Indentation is relative. As a visual cue its efficacy is lost when the
text above disappears off the screen, or you turn the page. I'm given to
understand that our current pdf processor doesn't support flow of
indentation across pages anyway, so with our current implementation it's
either ineffective or both ineffective and impossible.
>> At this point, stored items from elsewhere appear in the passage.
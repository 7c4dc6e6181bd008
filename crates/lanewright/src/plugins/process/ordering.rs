//! Median ordering of rows for crossing minimization
//!
//! Implements the ordering phase of the layered layout. A column is the
//! concatenation of its lane cells, top lane first; reordering only ever
//! happens inside a cell, so elements never leave their lane.

use tracing::{debug, span, trace, Level};

use super::layering::FlowGraph;

/// Group nodes into columns, each sorted by lane then insertion order
pub fn initial_layers(graph: &FlowGraph, lanes: &[usize]) -> Vec<Vec<usize>> {
    let column_count = (0..graph.len()).map(|n| graph.column(n) + 1).max().unwrap_or(0);
    let mut layers: Vec<Vec<usize>> = vec![Vec::new(); column_count];
    for node in 0..graph.len() {
        layers[graph.column(node)].push(node);
    }
    for layer in &mut layers {
        layer.sort_by_key(|&node| (lanes[node], node));
    }
    layers
}

/// Position of every node inside its column
pub fn positions(layers: &[Vec<usize>], node_count: usize) -> Vec<usize> {
    let mut pos = vec![0; node_count];
    for layer in layers {
        for (i, &node) in layer.iter().enumerate() {
            pos[node] = i;
        }
    }
    pos
}

/// Count crossings between forward flows.
///
/// Two flows spanning the same pair of columns cross when their sources
/// and targets appear in opposite order. Flows spanning different column
/// pairs are not compared.
pub fn cross_count(layers: &[Vec<usize>], graph: &FlowGraph) -> usize {
    let pos = positions(layers, graph.len());
    let flows: Vec<(usize, usize, usize, usize)> = graph
        .forward_flows()
        .into_iter()
        .map(|(_, s, t)| (graph.column(s), graph.column(t), pos[s], pos[t]))
        .collect();

    let mut crossings = 0;
    for i in 0..flows.len() {
        for j in (i + 1)..flows.len() {
            let (sc1, tc1, s1, t1) = flows[i];
            let (sc2, tc2, s2, t2) = flows[j];
            if sc1 != sc2 || tc1 != tc2 {
                continue;
            }
            if (s1 < s2 && t1 > t2) || (s1 > s2 && t1 < t2) {
                crossings += 1;
            }
        }
    }
    crossings
}

/// Direction for median calculation
#[derive(Debug, Clone, Copy, PartialEq, Eq)]
pub enum SweepDirection {
    /// Look at predecessors (earlier columns)
    Forward,
    /// Look at successors (later columns)
    Backward,
}

/// Median position of each node's neighbours. None when it has none.
pub fn compute_medians(
    layer: &[usize],
    pos: &[usize],
    graph: &FlowGraph,
    direction: SweepDirection,
) -> Vec<Option<f64>> {
    layer
        .iter()
        .map(|&node| {
            let neighbors = match direction {
                SweepDirection::Forward => graph.forward_predecessors(node),
                SweepDirection::Backward => graph.forward_successors(node),
            };
            let mut positions: Vec<usize> = neighbors.iter().map(|&n| pos[n]).collect();
            median(&mut positions)
        })
        .collect()
}

fn median(values: &mut [usize]) -> Option<f64> {
    if values.is_empty() {
        return None;
    }
    values.sort_unstable();
    let mid = values.len() / 2;
    if values.len() % 2 == 1 {
        Some(values[mid] as f64)
    } else {
        Some((values[mid - 1] + values[mid]) as f64 / 2.0)
    }
}

/// Order a column by lane, then median.
///
/// Nodes without a median go after the ones that have one within their
/// lane cell. Ties keep the current order.
pub fn order_layer_by_median(layer: &mut Vec<usize>, medians: &[Option<f64>], lanes: &[usize]) {
    let mut entries: Vec<(usize, Option<f64>, usize)> = layer
        .iter()
        .enumerate()
        .map(|(i, &node)| (node, medians.get(i).copied().flatten(), i))
        .collect();

    entries.sort_by(|a, b| {
        lanes[a.0].cmp(&lanes[b.0]).then_with(|| match (&a.1, &b.1) {
            (Some(ma), Some(mb)) => ma
                .partial_cmp(mb)
                .unwrap_or(std::cmp::Ordering::Equal)
                .then_with(|| a.2.cmp(&b.2)),
            (Some(_), None) => std::cmp::Ordering::Less,
            (None, Some(_)) => std::cmp::Ordering::Greater,
            (None, None) => a.2.cmp(&b.2),
        })
    });

    *layer = entries.into_iter().map(|(node, _, _)| node).collect();
}

/// Apply alternating median sweeps to reduce crossings.
///
/// Runs at most `passes` sweeps (forward first) and stops once a forward
/// and a backward sweep in a row leave the order unchanged. The ordering
/// with the fewest crossings seen is kept. Returns its crossing count.
pub fn order_rows(
    graph: &FlowGraph,
    lanes: &[usize],
    layers: &mut Vec<Vec<usize>>,
    passes: usize,
) -> usize {
    let span = span!(Level::DEBUG, "order_rows", column_count = layers.len(), passes);
    let _enter = span.enter();

    if layers.len() < 2 {
        return 0;
    }

    let mut best_layers = layers.clone();
    let mut best_cc = cross_count(layers, graph);
    let mut unchanged = 0;

    for pass in 0..passes {
        let before = layers.clone();
        let forward = pass % 2 == 0;
        let (indices, direction): (Vec<usize>, SweepDirection) = if forward {
            ((1..layers.len()).collect(), SweepDirection::Forward)
        } else {
            ((0..layers.len() - 1).rev().collect(), SweepDirection::Backward)
        };

        for index in indices {
            let pos = positions(layers, graph.len());
            let medians = compute_medians(&layers[index], &pos, graph, direction);
            order_layer_by_median(&mut layers[index], &medians, lanes);
        }

        let cc = cross_count(layers, graph);
        trace!(pass, crossings = cc, "Ordering sweep finished");
        if cc < best_cc {
            best_layers = layers.clone();
            best_cc = cc;
        }

        if *layers == before {
            unchanged += 1;
            if unchanged >= 2 {
                debug!(pass, "Row order stabilized");
                break;
            }
        } else {
            unchanged = 0;
        }
    }

    *layers = best_layers;
    debug!(crossings = best_cc, "Rows ordered");
    best_cc
}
On 10/13/2010 10:07 AM, Misty Stanley-Jones wrote:
> See https://fedorahosted.org/publican/wiki/JBossBrandChanges for screenshots and downloads. Thanks Jeff for the use of the Wiki!
> 
> Misty
> 
> ----- misty at redhat.com wrote:
> 
>> From: misty at redhat.com
>> To: "Jeffrey Fearn" <jfearn at redhat.com>
>> Cc: "Misty Stanley-Jones" <misty at redhat.com>, "Publican discussions" <publican-list at redhat.com>
>> Sent: Wednesday, October 13, 2010 8:41:24 AM GMT +10:00 Brisbane
>> Subject: Re: [publican-list] RFC: Modified JBoss brand (was Re: RFE for Publican Brands)
>>
>> ----- "Jeffrey Fearn" <jfearn at redhat.com> wrote:
>>
>>> Verbatim style: Like!
>>>
>>> Admonition Style: The borders aren't useful in differentiating the 
>>> content. I think they could look better without them ... maybe new
>>> icons 
>>> would help there?
>>
>> I think they need something besides the icons to differentiate them,
>> especially the warning. At the same time, O'Reilly print documentation
>> seems to use one icon for notice/tip/info and another one for
>> warning/caution. No other differentiation. And they've sold a lot of
>> books using this system. Any other thoughts on this? Maybe Sean has
>> some thoughts (he is a usability expert after all).
>>
>>>
>>> Example Style: The colored border just looks wrong, this one has
>>> always 
>>> been the worst looking IMHO and the extra border was probably what
>> was
>>>
>>> wrong with it. I think the title at the top is demarcation enough.
>>
>> I think I agree with you and would like to change it to just a 1px
>> dark grey border, with white text inside. Thoughts?
>>
>>>
>>> Figure Style: The title looks wrong at the top.
>>
>> We all agree and I have changed it in my working copy.
>>
>>>
>>> We never tell people to manually copy files in to system areas, we
>>> have 
>>> processes to install them properly so their systems don't become
>> hard
>>> to 
>>> upgrade, or recover[...]
>>
>> Fair enough. In my enthusiasm I had forgotten that Publican has a
>> procedure for installing brands.
>>
>>>
>>> You can put the zips on the publican wiki if you want, you just
>> need
>>> to 
>>> login with your FAS details. The wiki is pretty open and anyone with
>> a
>>>
>>> FAS account can edit it.
>>>
>>> Cheers, Jeff.
>>>
>>> -- 
>>> Jeff Fearn <jfearn at redhat.com>
>>> Software Engineer
>>> Engineering Operations
>>> Red Hat, Inc
>>> Freedom ... courage ... Commitment ... ACCOUNTABILITY
>>
>> -- 
>> Misty Stanley-Jones
>> Content Author, ECS Brisbane
>> Ph: +61 7 3514 8105
>> RHCT #60501081553354
>> Purgamentum init, exit purgamentum.